J.-L. M : On entend fréquemment dire que l’aménagement culturel du territoire national est achevé, et qu’il ne faudrait plus procéder qu’à quelques rééquilibrages Paris-Régions, par exemple. Il ne faudrait plus, par conséquent, construire de « grands équipements » prestigieux… Cette idée a la vie tellement dure qu’il aura fallu attendre plus de vingt-cinq ans pour que la Cité de la musique soit enfin dotée du grand auditorium prévu lors de son installation à la Villette, en 1985. Et encore, ce « grand projet de l’État », la « Philharmonie » ne verra le jour que parce que la Ville de Paris a accepté d’en prendre la moitié de la charge…
Pour ma part, je ne suggérerai aucun « grand projet » en particulier…, ou alors plusieurs dizaines, particulièrement en régions, car le déséquilibre avec Paris n’a fait que s’aggraver, en ce domaine comme en tant d’autres.
JdA : Allez-vous maintenir la Maison de l’histoire de France ?
J.-L. M : Non ! Ce projet opportuniste développe une vision passéiste du patrimoine, le retour aux valeurs conservatrices du repli sur soi, du rejet de l’autre et du refus de la diversité culturelle. Ajoutons qu’il s’inscrit dans une démarche de « remise à plat » du service public de la culture, au détriment des Musées et des Archives de France… Non décidément, il n’y a rien à sauver dans ce projet. La communauté scientifique ne s’y est d’ailleurs pas trompée.
JdA : Quelles mesures concrètes allez-vous prendre pour rendre la culture plus accessible à ceux qui en sont éloignés ?
J.-L. M : La question que vous posez est celle de la « démocratisation ». Bien des efforts ont été accomplis depuis la Libération, depuis les années 1960 et 1980. Pourtant, malgré de réels efforts en matière d’aménagement du territoire, malgré de réelles politiques de soutien à la création, malgré l’entrée en lice des collectivités locales, notamment depuis les premières lois de décentralisation, ce sont toujours les mêmes couches sociales qui fréquentent, qui pratiquent, qui « consomment »… Les logiques de l’offre montrent aujourd’hui leurs limites. Les inégalités territoriales et financières n’expliquent pas tout. Nous devons reformuler la question et reprendre le chemin de la démocratisation, en renouant avec ce que les pionniers de l’Éducation populaire avaient entrepris au lendemain de la Seconde Guerre mondiale et qui a été négligé chemin faisant. Pour cela, il faut faire confiance à ce que chacun porte en bagage et en potentialité – savoirs, filiations culturelles, expériences –, et permettre à tous de lire et produire des signes, de « partager la métaphore ».
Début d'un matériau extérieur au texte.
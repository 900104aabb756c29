use anyhow::{Result, bail};
use octofhir_canonical::ResolutionContext;
use octofhir_core::CanonicalKind;
use octofhir_storage::ResourceStore;
use serde_json::Value;

use crate::cli::OutputFormat;
use crate::output::{print_canonical, print_table, print_value};

pub async fn resolve(
    context: &ResolutionContext,
    kind: CanonicalKind,
    url: &str,
    format: OutputFormat,
) -> Result<()> {
    let resource = context.resolve(kind, url).await?;
    print_canonical(&resource, format)
}

pub async fn snapshot(context: &ResolutionContext, url: &str, format: OutputFormat) -> Result<()> {
    let definition = context
        .resolve(CanonicalKind::StructureDefinition, url)
        .await?;
    let expanded = context.snapshot(&definition).await?;

    match format {
        OutputFormat::Json => print_value(&expanded.payload),
        OutputFormat::Table => {
            let Some(elements) = expanded
                .get("snapshot")
                .and_then(|s| s.get("element"))
                .and_then(Value::as_array)
            else {
                bail!("{url} has no snapshot elements");
            };
            print_table(
                ["Path", "Min", "Max", "Type"],
                elements.iter().map(|element| {
                    let types = element
                        .get("type")
                        .and_then(Value::as_array)
                        .map(|types| {
                            types
                                .iter()
                                .filter_map(|t| t.get("code").and_then(Value::as_str))
                                .collect::<Vec<_>>()
                                .join(" | ")
                        })
                        .unwrap_or_default();
                    [
                        text(element, "path"),
                        element
                            .get("min")
                            .map(Value::to_string)
                            .unwrap_or_else(|| "-".into()),
                        text(element, "max"),
                        types,
                    ]
                }),
            );
            Ok(())
        }
    }
}

pub async fn list(store: &dyn ResourceStore, kind: CanonicalKind, format: OutputFormat) -> Result<()> {
    let records = store.list(kind).await?;
    match format {
        OutputFormat::Json => print_value(&Value::Array(
            records.into_iter().map(|record| record.payload).collect(),
        )),
        OutputFormat::Table => {
            print_table(
                ["URL", "Version", "Name", "FHIR"],
                records.iter().map(|record| {
                    [
                        record.url.clone(),
                        record.version.clone().unwrap_or_else(|| "-".into()),
                        text(&record.payload, "name"),
                        record.schema_version.label().to_string(),
                    ]
                }),
            );
            Ok(())
        }
    }
}

fn text(value: &Value, field: &str) -> String {
    value
        .get(field)
        .and_then(Value::as_str)
        .unwrap_or("-")
        .to_string()
}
JdA : Quelles mesures concrètes allez-vous prendre pour favoriser l’enseignement de l’histoire de l’art dans les lycées et collèges ?
J.-L. M : L’introduction de l’histoire de l’art dans les programmes de l’enseignement secondaire est incontestablement un progrès. Mais il n’a de sens que s’il est articulé à une réelle pratique artistique des élèves, inscrite elle aussi dans les programmes : il faut qu’y soient introduites les heures nécessaires à la sensibilisation à trois disciplines artistiques au moins, parmi celles-ci : image et cinéma, architecture et ville, musique, arts visuels, théâtre, danse ; que, au-delà des nécessaires apprentissages modulés comme pour toute matière du programme, chaque élève ait la possibilité de faire l’expérience de pratiques aux côtés d’artistes ou d’équipes artistiques ; que chaque élève, au cours de sa scolarité obligatoire, bénéficie d’une année de forte option artistique, une fois par cycle (école élémentaire, collège, lycée). Ce qui implique la prise en compte de la nécessité absolue d’articuler les enseignements de base avec une pratique sérieuse, encadrée par des artistes en activité. L’Éducation nationale, le ministère de la Culture et les collectivités locales devront collaborer tant en matière d’aménagement des lieux pour les pratiques artistiques que de relations avec les institutions culturelles dont ils ont la responsabilité.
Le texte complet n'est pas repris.